The steel bars within the heavy airtight door scraped against the lock mechanism, the squeak of the synthetic rubber seals disengaging very loud in the dim stillness. Light lanced around the edges of the door before it was pulled away. The tiny room revealed beyond the door was a meter and a half on each side and three meters to the ceiling, the walls and floor thickly padded with scarred and torn dull brown gelfoam. The small figure sitting up against the wall was secured in a straitjacket and the head was encased in a black plastic helmet that shut out light and sound.

This is it, the guard said to his companion as he brought out his WorkMate and scrolled back through the file. Number 5429, solitary confinement. Serving five to seven for theft, data piracy and data system intrusion. Been here two and a half years.

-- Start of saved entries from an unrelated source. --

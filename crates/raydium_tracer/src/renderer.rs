//! Core path tracing renderer.
//!
//! Implements Monte Carlo path tracing with:
//! - A fixed pinhole camera
//! - Several independent paths per pixel, averaged
//! - Parallel bucket rendering with per-bucket random streams
//!
//! Output is linear and unclamped; see [`crate::output`] for display.

use crate::bucket::{
    bucket_seed, generate_buckets, render_bucket, BucketResult, DEFAULT_BUCKET_SIZE,
};
use crate::integrator::{trace_ray, BudgetPolicy, DEFAULT_MAX_BOUNCES};
use crate::{Camera, Scene};
use log::{debug, info, warn};
use rand::rngs::StdRng;
use rand::{RngCore, SeedableRng};
use raydium_math::Color;
use rayon::prelude::*;
use serde::Deserialize;
use thiserror::Error;

/// Default samples per pixel.
pub const DEFAULT_SAMPLES_PER_PIXEL: u32 = 2;

/// Default seed for the random streams.
pub const DEFAULT_SEED: u64 = 1_618_611_775;

/// Errors from invalid render settings.
#[derive(Error, Debug, Clone, PartialEq, Eq)]
pub enum RenderError {
    #[error("image resolution must be non-zero, got {width}x{height}")]
    InvalidResolution { width: u32, height: u32 },

    #[error("at least one sample per pixel is required")]
    NoSamples,

    #[error("bucket size must be non-zero")]
    InvalidBucketSize,
}

/// Render configuration.
#[derive(Debug, Clone, PartialEq, Deserialize)]
#[serde(default, deny_unknown_fields)]
pub struct RenderConfig {
    /// Image width in pixels
    pub width: u32,
    /// Image height in pixels
    pub height: u32,
    /// Paths traced and averaged per pixel
    pub samples_per_pixel: u32,
    /// Maximum surface interactions per path
    pub max_bounces: u32,
    /// Seed all random streams derive from
    pub seed: u64,
    /// Edge length of the square tiles rendered in parallel
    pub bucket_size: u32,
    /// Radiance of a path that runs out of bounces
    pub budget_policy: BudgetPolicy,
}

impl Default for RenderConfig {
    fn default() -> Self {
        Self {
            width: 640,
            height: 480,
            samples_per_pixel: DEFAULT_SAMPLES_PER_PIXEL,
            max_bounces: DEFAULT_MAX_BOUNCES,
            seed: DEFAULT_SEED,
            bucket_size: DEFAULT_BUCKET_SIZE,
            budget_policy: BudgetPolicy::default(),
        }
    }
}

impl RenderConfig {
    /// Check the settings describe a renderable image.
    pub fn validate(&self) -> Result<(), RenderError> {
        if self.width == 0 || self.height == 0 {
            return Err(RenderError::InvalidResolution {
                width: self.width,
                height: self.height,
            });
        }
        if self.samples_per_pixel == 0 {
            return Err(RenderError::NoSamples);
        }
        if self.bucket_size == 0 {
            return Err(RenderError::InvalidBucketSize);
        }
        Ok(())
    }
}

/// Render a single pixel with multi-sampling.
///
/// Every sample shares the pixel-centre ray; the variation between samples
/// comes from the stochastic bounces.
pub fn render_pixel(
    camera: &Camera,
    scene: &Scene,
    column: u32,
    row: u32,
    config: &RenderConfig,
    rng: &mut dyn RngCore,
) -> Color {
    let ray = camera.get_ray(column, row);
    let mut pixel_color = Color::ZERO;

    for _ in 0..config.samples_per_pixel {
        pixel_color += trace_ray(&ray, scene, config.max_bounces, config.budget_policy, rng);
    }

    // Average the samples
    pixel_color / config.samples_per_pixel as f64
}

/// Linear RGB image, row-major with row 0 at the top.
#[derive(Debug, Clone, PartialEq)]
pub struct ImageBuffer {
    pub width: u32,
    pub height: u32,
    pub pixels: Vec<Color>,
}

impl ImageBuffer {
    /// Create a new image buffer filled with black.
    pub fn new(width: u32, height: u32) -> Self {
        Self {
            width,
            height,
            pixels: vec![Color::ZERO; width as usize * height as usize],
        }
    }

    fn index(&self, x: u32, y: u32) -> usize {
        y as usize * self.width as usize + x as usize
    }

    /// Get the pixel at (x, y).
    pub fn get(&self, x: u32, y: u32) -> Color {
        self.pixels[self.index(x, y)]
    }

    /// Set the pixel at (x, y).
    pub fn set(&mut self, x: u32, y: u32, color: Color) {
        let index = self.index(x, y);
        self.pixels[index] = color;
    }

    /// Copy a rendered bucket into place.
    pub fn write_bucket(&mut self, result: &BucketResult) {
        let bucket = &result.bucket;
        for (i, color) in result.pixels.iter().enumerate() {
            let local_x = (i % bucket.width as usize) as u32;
            let local_y = (i / bucket.width as usize) as u32;
            self.set(bucket.x + local_x, bucket.y + local_y, *color);
        }
    }
}

/// Render the entire scene in parallel.
///
/// The image is split into buckets rendered on the rayon pool. Output is
/// reproducible for a given seed and bucket size regardless of thread count.
pub fn render(scene: &Scene, config: &RenderConfig) -> Result<ImageBuffer, RenderError> {
    config.validate()?;

    if config.max_bounces == 0 {
        warn!("max_bounces is 0: every path ends on the exhausted-budget color");
    }

    let camera = Camera::new(config.width, config.height);
    let buckets = generate_buckets(config.width, config.height, config.bucket_size);

    info!(
        "Rendering {}x{} @ {} spp, {} max bounces: {} objects, {} buckets on {} threads",
        config.width,
        config.height,
        config.samples_per_pixel,
        config.max_bounces,
        scene.len(),
        buckets.len(),
        rayon::current_num_threads()
    );
    let start = std::time::Instant::now();

    let results: Vec<BucketResult> = buckets
        .par_iter()
        .map(|bucket| {
            let mut rng = StdRng::seed_from_u64(bucket_seed(config.seed, bucket.index));
            let pixels = render_bucket(bucket, &camera, scene, config, &mut rng);
            debug!("Bucket {} ({}, {}) done", bucket.index, bucket.x, bucket.y);
            BucketResult::new(*bucket, pixels)
        })
        .collect();

    let mut image = ImageBuffer::new(config.width, config.height);
    for result in &results {
        image.write_bucket(result);
    }

    info!("Rendered in {:.2?}", start.elapsed());
    Ok(image)
}

/// Render the entire scene on the calling thread with one random stream.
///
/// Scanlines are traced bottom-up and stored flipped, so camera row `r`
/// lands in image row `height - r - 1`.
pub fn render_serial(
    scene: &Scene,
    config: &RenderConfig,
    rng: &mut dyn RngCore,
) -> Result<ImageBuffer, RenderError> {
    config.validate()?;

    let camera = Camera::new(config.width, config.height);
    let mut image = ImageBuffer::new(config.width, config.height);

    for row in 0..config.height {
        if row % 50 == 0 {
            debug!("Scanline {}/{}", row, config.height);
        }
        for column in 0..config.width {
            let color = render_pixel(&camera, scene, column, row, config, rng);
            image.set(column, config.height - row - 1, color);
        }
    }

    Ok(image)
}

#[cfg(test)]
mod tests {
    use super::*;
    use crate::{Material, Sphere};
    use raydium_math::Vec3;

    fn small_config() -> RenderConfig {
        RenderConfig {
            width: 16,
            height: 12,
            samples_per_pixel: 1,
            bucket_size: 5,
            ..Default::default()
        }
    }

    #[test]
    fn test_validate() {
        assert!(RenderConfig::default().validate().is_ok());

        let zero_width = RenderConfig { width: 0, ..Default::default() };
        assert_eq!(
            zero_width.validate(),
            Err(RenderError::InvalidResolution { width: 0, height: 480 })
        );

        let no_samples = RenderConfig { samples_per_pixel: 0, ..Default::default() };
        assert_eq!(render(&Scene::new(|_| Color::ZERO), &no_samples), Err(RenderError::NoSamples));

        let no_buckets = RenderConfig { bucket_size: 0, ..Default::default() };
        assert_eq!(no_buckets.validate(), Err(RenderError::InvalidBucketSize));
    }

    #[test]
    fn test_config_from_json() {
        let json = r#"{ "width": 320, "seed": 9, "budget_policy": "initial_background" }"#;
        let config: RenderConfig = serde_json::from_str(json).unwrap();

        assert_eq!(config.width, 320);
        assert_eq!(config.height, 480);
        assert_eq!(config.seed, 9);
        assert_eq!(config.budget_policy, BudgetPolicy::InitialBackground);

        assert!(serde_json::from_str::<RenderConfig>(r#"{ "widht": 320 }"#).is_err());
    }

    #[test]
    fn test_constant_background_fills_image() {
        let background = Color::new(0.1, 0.2, 0.3);
        // Sphere behind the camera is never hit
        let behind = Sphere::new(Vec3::new(0.0, 0.0, 10.0), 1.0, Material::Specular(Color::ONE));
        let scene = Scene::with_objects([behind], move |_| background);

        let image = render(&scene, &small_config()).unwrap();
        assert!(image.pixels.iter().all(|&p| p == background));
    }

    #[test]
    fn test_enclosing_emitter_fills_image() {
        let emission = Color::new(3.0, 2.0, 1.0);
        let light = Sphere::new(Vec3::ZERO, 1000.0, Material::Emissive(emission));
        let scene = Scene::with_objects([light], |_| Color::ZERO);

        for max_bounces in [1, 30] {
            let config = RenderConfig { max_bounces, ..small_config() };
            let image = render(&scene, &config).unwrap();
            assert!(image.pixels.iter().all(|&p| p == emission));
        }
    }

    #[test]
    fn test_parallel_is_deterministic() {
        let _ = env_logger::builder().is_test(true).try_init();
        let scene = crate::presets::random_spheres(3);
        let config = RenderConfig { width: 24, height: 16, ..small_config() };

        let a = render(&scene, &config).unwrap();
        let b = render(&scene, &config).unwrap();
        assert_eq!(a, b);
    }

    #[test]
    fn test_serial_is_deterministic() {
        let scene = crate::presets::glass_spheres();
        let config = small_config();

        let a = render_serial(&scene, &config, &mut StdRng::seed_from_u64(42)).unwrap();
        let b = render_serial(&scene, &config, &mut StdRng::seed_from_u64(42)).unwrap();
        assert_eq!(a, b);
    }

    #[test]
    fn test_serial_row_orientation() {
        // Top half bright, bottom half dark
        let scene = Scene::new(|d: Vec3| if d.y > 0.0 { Color::ONE } else { Color::ZERO });
        let config = RenderConfig {
            width: 2,
            height: 2,
            samples_per_pixel: 1,
            ..Default::default()
        };

        let image = render_serial(&scene, &config, &mut StdRng::seed_from_u64(1)).unwrap();
        assert_eq!(image.get(0, 0), Color::ONE);
        assert_eq!(image.get(1, 1), Color::ZERO);

        let parallel = render(&scene, &config).unwrap();
        assert_eq!(parallel, image);
    }

    #[test]
    fn test_render_pixel_averages_samples() {
        let scene = Scene::new(|_| Color::splat(0.25));
        let camera = Camera::new(8, 8);
        let config = RenderConfig { samples_per_pixel: 4, ..small_config() };
        let mut rng = StdRng::seed_from_u64(42);

        let color = render_pixel(&camera, &scene, 3, 3, &config, &mut rng);
        assert_eq!(color, Color::splat(0.25));
    }

    #[test]
    fn test_image_buffer_write_bucket() {
        let mut image = ImageBuffer::new(4, 4);
        let bucket = crate::Bucket::new(2, 1, 2, 2, 0);
        let pixels = [1.0, 2.0, 3.0, 4.0].map(Color::splat).to_vec();

        image.write_bucket(&BucketResult::new(bucket, pixels));
        assert_eq!(image.get(2, 1), Color::splat(1.0));
        assert_eq!(image.get(3, 1), Color::splat(2.0));
        assert_eq!(image.get(2, 2), Color::splat(3.0));
        assert_eq!(image.get(3, 2), Color::splat(4.0));
        assert_eq!(image.get(0, 0), Color::ZERO);
    }

    #[test]
    fn test_image_buffer_index_does_not_wrap() {
        // 70000 * 70000 overflows u32
        let image = ImageBuffer {
            width: 70_000,
            height: 70_000,
            pixels: Vec::new(),
        };
        assert_eq!(image.index(69_999, 69_999), 70_000 * 70_000 - 1);
    }
}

Excellent, the other man said, peering into the gloom of the confinement cell. And she’s been in solitary all that time?

No, says she was in general population for the first five months. She tried to poison one of the guards. You sure this is the one you want?

The executive turned to look at the burly guard and nodded. She’ll do. I’ve already transferred the payment. Get her out of there.

The guard shook his head and stowed his WorkMate into a pocket of his armored uniform. He took his tazer from the holster at his belt. All right then, it’s your funeral.

* * * *

What’s the hold-up? That thirty minutes has turned into three hours!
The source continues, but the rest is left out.